* _Brief_: Scan the lines below and report each one containing "Health" by copying it.

* _Dataset excerpts_:
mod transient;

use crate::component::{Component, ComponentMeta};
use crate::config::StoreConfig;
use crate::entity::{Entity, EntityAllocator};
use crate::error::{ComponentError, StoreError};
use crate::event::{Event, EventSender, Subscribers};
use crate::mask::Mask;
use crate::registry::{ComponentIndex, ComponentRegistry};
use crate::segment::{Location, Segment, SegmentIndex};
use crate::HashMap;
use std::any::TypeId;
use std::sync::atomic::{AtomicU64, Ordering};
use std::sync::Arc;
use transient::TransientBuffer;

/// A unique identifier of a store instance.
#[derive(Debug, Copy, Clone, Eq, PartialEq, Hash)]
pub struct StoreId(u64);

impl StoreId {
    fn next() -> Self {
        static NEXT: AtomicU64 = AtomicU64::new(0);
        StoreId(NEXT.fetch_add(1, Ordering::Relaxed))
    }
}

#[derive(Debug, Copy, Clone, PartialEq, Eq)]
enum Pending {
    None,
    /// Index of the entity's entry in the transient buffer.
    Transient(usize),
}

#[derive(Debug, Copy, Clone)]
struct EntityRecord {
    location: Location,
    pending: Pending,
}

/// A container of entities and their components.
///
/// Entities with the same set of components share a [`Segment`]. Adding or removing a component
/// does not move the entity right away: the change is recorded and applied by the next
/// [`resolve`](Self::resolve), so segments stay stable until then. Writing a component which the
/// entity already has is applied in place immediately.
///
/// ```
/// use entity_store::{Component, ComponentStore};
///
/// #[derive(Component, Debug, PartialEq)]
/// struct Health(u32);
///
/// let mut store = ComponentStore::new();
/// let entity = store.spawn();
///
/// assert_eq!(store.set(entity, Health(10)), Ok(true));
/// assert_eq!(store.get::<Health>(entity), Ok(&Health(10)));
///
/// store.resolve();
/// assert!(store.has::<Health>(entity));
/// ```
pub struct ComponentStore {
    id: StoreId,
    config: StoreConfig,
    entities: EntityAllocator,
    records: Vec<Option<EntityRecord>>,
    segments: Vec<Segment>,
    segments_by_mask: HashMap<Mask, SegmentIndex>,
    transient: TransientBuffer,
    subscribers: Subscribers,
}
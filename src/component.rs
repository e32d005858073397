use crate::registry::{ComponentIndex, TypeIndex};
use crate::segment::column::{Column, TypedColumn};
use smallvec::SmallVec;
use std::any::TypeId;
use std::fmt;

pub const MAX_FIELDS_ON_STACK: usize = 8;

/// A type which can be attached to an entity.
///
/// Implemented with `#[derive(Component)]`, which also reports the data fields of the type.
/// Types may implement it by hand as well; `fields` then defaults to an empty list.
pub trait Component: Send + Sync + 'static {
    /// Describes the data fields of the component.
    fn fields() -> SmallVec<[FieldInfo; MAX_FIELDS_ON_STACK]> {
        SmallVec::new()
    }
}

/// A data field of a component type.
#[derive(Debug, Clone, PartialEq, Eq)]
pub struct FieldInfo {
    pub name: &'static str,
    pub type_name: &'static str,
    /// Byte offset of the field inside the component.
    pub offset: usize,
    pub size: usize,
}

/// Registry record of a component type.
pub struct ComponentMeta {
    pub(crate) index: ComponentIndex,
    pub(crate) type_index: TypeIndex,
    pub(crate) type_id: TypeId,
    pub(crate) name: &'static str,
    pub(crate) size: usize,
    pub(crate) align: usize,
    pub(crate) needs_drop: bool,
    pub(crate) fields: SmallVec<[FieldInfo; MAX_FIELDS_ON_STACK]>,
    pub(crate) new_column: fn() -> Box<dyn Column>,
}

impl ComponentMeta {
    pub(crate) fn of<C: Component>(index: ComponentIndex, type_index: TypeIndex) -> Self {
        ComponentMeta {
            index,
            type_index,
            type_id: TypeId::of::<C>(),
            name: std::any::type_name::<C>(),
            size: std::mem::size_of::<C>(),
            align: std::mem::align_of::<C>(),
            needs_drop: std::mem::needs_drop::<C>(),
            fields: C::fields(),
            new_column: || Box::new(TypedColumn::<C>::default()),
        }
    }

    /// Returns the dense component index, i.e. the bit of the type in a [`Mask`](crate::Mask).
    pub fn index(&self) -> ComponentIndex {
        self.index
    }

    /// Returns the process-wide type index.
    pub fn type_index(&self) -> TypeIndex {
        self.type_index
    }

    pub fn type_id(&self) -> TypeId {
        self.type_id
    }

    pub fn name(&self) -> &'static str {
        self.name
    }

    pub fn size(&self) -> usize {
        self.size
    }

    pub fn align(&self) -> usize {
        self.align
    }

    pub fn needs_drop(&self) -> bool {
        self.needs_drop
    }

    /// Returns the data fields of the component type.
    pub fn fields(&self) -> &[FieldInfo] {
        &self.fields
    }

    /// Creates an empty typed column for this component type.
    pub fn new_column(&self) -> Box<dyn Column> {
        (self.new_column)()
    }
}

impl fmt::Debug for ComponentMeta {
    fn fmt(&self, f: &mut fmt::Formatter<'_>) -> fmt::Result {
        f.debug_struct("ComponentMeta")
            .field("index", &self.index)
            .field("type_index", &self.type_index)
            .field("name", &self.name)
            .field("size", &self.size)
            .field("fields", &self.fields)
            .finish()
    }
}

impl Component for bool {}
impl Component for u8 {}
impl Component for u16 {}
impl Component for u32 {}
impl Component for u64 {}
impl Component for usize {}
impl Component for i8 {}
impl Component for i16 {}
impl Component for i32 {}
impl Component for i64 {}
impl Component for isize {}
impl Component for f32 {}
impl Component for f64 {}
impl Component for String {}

* _Output of the exercise_:
/// struct Health(u32);
/// assert_eq!(store.set(entity, Health(10)), Ok(true));
/// assert_eq!(store.get::<Health>(entity), Ok(&Health(10)));
/// assert!(store.has::<Health>(entity));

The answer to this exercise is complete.